選任にあたっては、形式的な指名だけでなく、実際に毎日の点呼確認や記録のチェックを行える時間を確保できるかどうかが重要です。

ステップ2:警察署への届出と必要書類

安全運転管理者を選任した際は、選任した日から15日以内に、事業所を管轄する警察署へ届け出なければなりません。期限を過ぎても受理はされますが、法令違反の状態となるため早めの対応が必要です。

届出には、主に以下の書類が必要となります(都道府県により多少異なる場合があります)。

●安全運転管理者に関する届出書
警察署の窓口で入手するか、各都道府県警のホームページからダウンロードできます。

●住民票の写し(本人確認書類)
選任される管理者の住所・氏名を確認するための公的書類です。マイナンバーの記載がないものを用意してください。

●運転記録証明書など
管理者が過去に重大な交通違反をしていないことを証明するための書類です。自動車安全運転センターで発行可能です。

ステップ3:院内ルールの策定とスタッフ周知

ハード面と人事面が整ったら、最後にソフト面である「院内ルール」を策定します。「面倒な作業が増える」と現場が反発しないよう、導入の目的を丁寧に伝えることが大切です。

ルール作りと周知のポイントは以下の通りです。

●「安全運転管理規程」の作成
いつ、誰が、どのように点呼を行うか明文化します。アルコールが検知された場合の就業禁止ルールや、代行運転の手配手順なども具体的に定めておきます。

●医療安全の一環としての教育
朝礼や職員会議の場で、アルコールチェックは「法令順守」であると同時に「患者さんの安全を守る行為」であることを強調します。医療従事者としてのプロ意識に訴えかける説明が効果的です。

●操作方法のデモンストレーション
実際に検知器を使って見せ、使い方が簡単であることを伝えます。特に高齢のドライバーがいる場合は、個別に操作説明を行うなど手厚いフォローが求められます。

まとめ

医療機関におけるアルコールチェック義務化は、決して他人事ではありません。送迎車や訪問車を運用している以上、法令に基づいた厳格な管理が求められます。
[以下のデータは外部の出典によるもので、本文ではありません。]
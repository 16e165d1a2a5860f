//! Bounded, cycle-safe enumeration of every addressable route.
//!
//! The traversal is a depth-first walk from the service root. Every prefix is
//! itself an addressable route, so every path is yielded the moment its last
//! segment is appended, not only at the leaves. Two mechanisms bound the walk
//! on cyclic schemas:
//!
//! - a per-branch visited set: a type already on the current branch is never
//!   descended into again (its segment is still yielded), while a sibling
//!   branch may legitimately revisit it;
//! - a collection-hop budget: each traversal across a collection edge
//!   consumes one unit, and descent stops once the branch's budget reaches
//!   zero. Scalar hops are free, so to-one-only schemas are bounded by the
//!   visited set alone.
//!
//! Both travel downwards by value, never shared across sibling branches, so
//! recursion depth along any branch is strictly bounded and every distinct
//! route is produced exactly once, in declaration order.

use std::collections::{HashSet, VecDeque};
use std::fmt;
use std::slice;

use serde::Serialize;

use super::{Edge, GraphError, TypeGraph};

/// One addressable route: an ordered, non-empty sequence of path segments.
///
/// Routes are immutable once yielded; [`Route::join`] produces a new value
/// and leaves the prefix untouched.
#[derive(Debug, Clone, PartialEq, Eq, Hash, Serialize)]
pub struct Route {
    segments: Vec<String>,
}

impl Route {
    fn root() -> Self {
        Route {
            segments: Vec::new(),
        }
    }

    /// A new route extending `self` by one segment.
    pub fn join(&self, segment: impl Into<String>) -> Route {
        let mut segments = Vec::with_capacity(self.segments.len() + 1);
        segments.extend(self.segments.iter().cloned());
        segments.push(segment.into());
        Route { segments }
    }

    /// The route's segments in order.
    pub fn segments(&self) -> &[String] {
        &self.segments
    }
}

/// Renders the literal `/`-joined form with a leading slash, e.g.
/// `/Orders/{Id}/Lines`.
impl fmt::Display for Route {
    fn fmt(&self, f: &mut fmt::Formatter<'_>) -> fmt::Result {
        if self.segments.is_empty() {
            return write!(f, "/");
        }
        for segment in &self.segments {
            write!(f, "/{segment}")?;
        }
        Ok(())
    }
}

impl TypeGraph {
    /// Lazily enumerate every distinct route from the service root.
    ///
    /// Each call starts a fresh traversal; two runs over the same graph with
    /// the same budget yield identical sequences. The consumer may stop
    /// pulling at any point without side effects.
    ///
    /// With `max_collection_hops = 0` the first-level segments of collection
    /// members are still yielded, since the budget is only consumed *after*
    /// the collection's own segment is appended.
    ///
    /// Descending into an edge target with no node in the graph yields
    /// `Err(`[`GraphError::UnknownNode`]`)` and ends the stream: that can only
    /// happen when [`TypeGraph::validate`] violations were ignored.
    pub fn unfold(&self, max_collection_hops: u32) -> Unfolder<'_> {
        let mut stack = Vec::new();
        let mut fault = None;
        match self.edges(Self::SERVICE_ROOT) {
            Some(edges) => stack.push(Frame {
                edges: edges.iter(),
                prefix: Route::root(),
                visited: HashSet::new(),
                budget: max_collection_hops,
            }),
            None => fault = Some(GraphError::UnknownNode(Self::SERVICE_ROOT.to_string())),
        }
        Unfolder {
            graph: self,
            stack,
            pending: VecDeque::new(),
            fault,
            done: false,
        }
    }
}

/// One level of the depth-first walk.
struct Frame<'g> {
    /// Remaining edges of this node, in declaration order.
    edges: slice::Iter<'g, Edge>,
    /// Route that led to this node.
    prefix: Route,
    /// Types already traversed on this branch.
    visited: HashSet<String>,
    /// Collection hops this branch may still descend through.
    budget: u32,
}

/// Lazy route producer returned by [`TypeGraph::unfold`].
///
/// An explicit work-stack iterator: each `next` call resumes the walk exactly
/// where the previous one left off, with no background work between pulls.
pub struct Unfolder<'g> {
    graph: &'g TypeGraph,
    stack: Vec<Frame<'g>>,
    /// Routes produced by the current step but not yet handed out (a
    /// collection edge produces two at once).
    pending: VecDeque<Route>,
    fault: Option<GraphError>,
    done: bool,
}

impl Iterator for Unfolder<'_> {
    type Item = Result<Route, GraphError>;

    fn next(&mut self) -> Option<Self::Item> {
        loop {
            if let Some(route) = self.pending.pop_front() {
                return Some(Ok(route));
            }
            if self.done {
                return None;
            }
            if let Some(err) = self.fault.take() {
                self.done = true;
                return Some(Err(err));
            }
            let Some(frame) = self.stack.last_mut() else {
                self.done = true;
                return None;
            };
            let Some(edge) = frame.edges.next() else {
                self.stack.pop();
                continue;
            };

            let mut route = frame.prefix.join(edge.name.as_str());
            self.pending.push_back(route.clone());

            let mut budget = frame.budget;
            let mut descend = true;
            if edge.is_collection {
                // The key-selector segment is appended before the budget is
                // checked, so the selector itself always appears.
                route = route.join(edge.key_selector());
                self.pending.push_back(route.clone());
                budget = budget.saturating_sub(1);
                if budget == 0 {
                    descend = false;
                }
            }

            if descend && !frame.visited.contains(&edge.target) {
                match self.graph.edges(&edge.target) {
                    Some(edges) => {
                        let mut visited = frame.visited.clone();
                        visited.insert(edge.target.clone());
                        self.stack.push(Frame {
                            edges: edges.iter(),
                            prefix: route,
                            visited,
                            budget,
                        });
                    }
                    None => self.fault = Some(GraphError::UnknownNode(edge.target.clone())),
                }
            }
        }
    }
}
対応が遅れれば遅れるほど、法的リスクや事故のリスクは高まります。しかし、適切な機器を選び、現場に即した運用ルールを定めれば、業務への負担は最小限に抑えることが可能です。

まずは自院の車両台数を確認し、安全運転管理者の選任が必要かどうかを判断することから始めてください。そして、今日からでもアルコール検知器の準備に着手しましょう。

患者さんと職員、そして地域社会の安全を守るために、今すぐ確実な一歩を踏み出してください。